Sachsen-Anhalt

NPD-Kandidat soll Bombenbau-Tipps gegeben haben

Der NPD-Spitzenkandidat in Sachsen-Anhalt, Matthias Heyder, soll im Internet Tipps zum Bombenbasteln gegeben und zum "Schänden" von Frauen aufgerufen haben.

Foto: ZB / ZB/DPA

Der NPD-Spitzenkandidat in Sachsen-Anhalt, Matthias Heyder, soll unter einem Pseudonym im Internet über den Bau von Bomben informiert haben. Das berichtet "tagesschau.de" . Der 38-Jährige soll unter dem Pseudonym "Junker Jörg" in NPD-Foren unterwegs gewesen sein. Die Seite zitiert "Junker Jörg" mit dem Eintrag: "20 Koffer, 20 Mann, 20 Bahnhöfe. Bundesrepublik lahmgelegt. Alles legal. Kosten unter 1000,-€. Wo ist das Problem?" Er habe zudem die Herstellung von Sprengstoff genau beschrieben.

In dem Forum soll "Junker Jörg" zudem dazu aufgerufen haben, Frauen der Linkspartei zu "schänden", sie also zu vergewaltigen. Er verlinkte sogar auf die Website einer sächsischen Abgeordneten, die "geschändet" werden sollte. Mehrfach soll der User Insiderwissen über die NPD verbreitet haben, etwa über Parteichef Udo Voigt. Dieser habe "nicht mehr alle Latten am Zaun", schrieb er etwa. Voigt habe seine Geliebte als Pressehostess bei der NPD einstellen lassen – und das, obwohl die Finanzlage der Partei düster sei.

LKA geht Vorwürfen nach

Das Landeskriminalamt Sachsen-Anhalt (LKA) geht den Vorwürfen gegen Heyder jetzt nach. "Die uns vorliegenden Auszüge aus Internet-Foren machen es plausibel, dass sich dahinter niemand anderes verbirgt als Herr Heyder“, sagte der Sprecher des Innenministeriums, Martin Krems. Das LKA kläre, welche Ermittlungsbehörde für diesen Fall zuständig sei.

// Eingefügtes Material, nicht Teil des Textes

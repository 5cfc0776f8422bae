//! Engine error taxonomy
//!
//! Every variant is a local validation failure on a single operation.
//! Operations validate fully before applying anything, so a returned error
//! never leaves an entity partially mutated. Nothing is retried
//! automatically; callers decide (e.g. re-attempting `finalize` after the
//! remaining payments arrive).

use shared::error::{CommandError, ErrorCode};
use thiserror::Error;

/// Engine errors
#[derive(Debug, Clone, Error, PartialEq)]
pub enum EngineError {
    #[error("invalid input: {0}")]
    InvalidInput(String),

    #[error("payment method does not match a known gateway: {0}")]
    PaymentMismatch(String),

    #[error("payment gateway is unavailable: {0}")]
    GatewayUnavailable(String),

    #[error("delivery address is not verified")]
    UnverifiedAddress,

    #[error("cannot cancel order in {0} status")]
    IllegalCancellation(String),

    #[error("community order is no longer gathering")]
    AlreadyGathered,

    #[error("organizer cannot leave the community order")]
    OrganizerCannotLeave,

    #[error("{} participant(s) have not paid", unpaid.len())]
    IncompletePayment { unpaid: Vec<String> },

    #[error("order not found: {0}")]
    OrderNotFound(String),

    #[error("participant not found: {0}")]
    ParticipantNotFound(String),

    #[error("invalid operation: {0}")]
    InvalidOperation(String),
}

pub type EngineResult<T> = Result<T, EngineError>;

impl From<EngineError> for CommandError {
    fn from(err: EngineError) -> Self {
        let message = err.to_string();
        match err {
            EngineError::InvalidInput(_) => CommandError::new(ErrorCode::InvalidInput, message),
            EngineError::PaymentMismatch(_) => {
                CommandError::new(ErrorCode::PaymentMismatch, message)
            }
            EngineError::GatewayUnavailable(_) => {
                CommandError::new(ErrorCode::GatewayUnavailable, message)
            }
            EngineError::UnverifiedAddress => {
                CommandError::new(ErrorCode::UnverifiedAddress, message)
            }
            EngineError::IllegalCancellation(_) => {
                CommandError::new(ErrorCode::IllegalCancellation, message)
            }
            EngineError::AlreadyGathered => CommandError::new(ErrorCode::AlreadyGathered, message),
            EngineError::OrganizerCannotLeave => {
                CommandError::new(ErrorCode::OrganizerCannotLeave, message)
            }
            EngineError::IncompletePayment { unpaid } => {
                CommandError::with_unpaid(ErrorCode::IncompletePayment, message, unpaid)
            }
            EngineError::OrderNotFound(_) => CommandError::new(ErrorCode::OrderNotFound, message),
            EngineError::ParticipantNotFound(_) => {
                CommandError::new(ErrorCode::ParticipantNotFound, message)
            }
            EngineError::InvalidOperation(_) => {
                CommandError::new(ErrorCode::InvalidOperation, message)
            }
        }
    }
}
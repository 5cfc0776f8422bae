//! Client-facing error payloads
//!
//! The engine's error enums convert into `CommandError` so the
//! presentation layer can render a stable machine-readable code plus
//! structured detail (e.g. the unpaid participant list on a failed
//! finalize). Message localization is the frontend's responsibility.

use serde::{Deserialize, Serialize};

/// Error codes
#[derive(Debug, Clone, Copy, Serialize, Deserialize, PartialEq, Eq)]
#[serde(rename_all = "SCREAMING_SNAKE_CASE")]
pub enum ErrorCode {
    InvalidInput,
    PaymentMismatch,
    GatewayUnavailable,
    UnverifiedAddress,
    IllegalCancellation,
    AlreadyGathered,
    OrganizerCannotLeave,
    IncompletePayment,
    OrderNotFound,
    ParticipantNotFound,
    InvalidOperation,
}

/// Structured error returned to the caller
#[derive(Debug, Clone, Serialize, Deserialize, PartialEq)]
pub struct CommandError {
    pub code: ErrorCode,
    pub message: String,
    /// Unpaid participant ids (`IncompletePayment` only)
    #[serde(skip_serializing_if = "Option::is_none")]
    pub unpaid: Option<Vec<String>>,
}

impl CommandError {
    pub fn new(code: ErrorCode, message: impl Into<String>) -> Self {
        Self {
            code,
            message: message.into(),
            unpaid: None,
        }
    }

    pub fn with_unpaid(code: ErrorCode, message: impl Into<String>, unpaid: Vec<String>) -> Self {
        Self {
            code,
            message: message.into(),
            unpaid: Some(unpaid),
        }
    }
}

Heyder selbst sagte laut "tagesschau.de“, er bezweifele, jemals in diesem Forum etwas geschrieben zu haben.

Sachsen-Anhalts Innenminister Holger Hövelmann (SPD) sagte dagegen, die Übereinstimmung des Pseudonyms mit Heyder sei im Moment „sehr, sehr naheliegend". Sollten sich die Vorwürfe bestätigen, hätte die NPD kurz vor der Landtagswahl „ihre Maske fallen lassen“. Mögliche strafrechtliche Vorwürfe sind laut Hövelmann Volksverhetzung, die Ankündigung einer Straftat, die Gefährdung der öffentlichen Sicherheit und die Vorbereitung einer staatsgefährdenden Tat. Der Minister äußerte sich zuversichtlich, dass durch die Ermittlungsbehörden zweifelsfrei geklärt werden könne, „wer von welchem Computer diese Beiträge online gestellt hat“.

Sachsen-Anhalt wählt am 20. März einen neuen Landtag.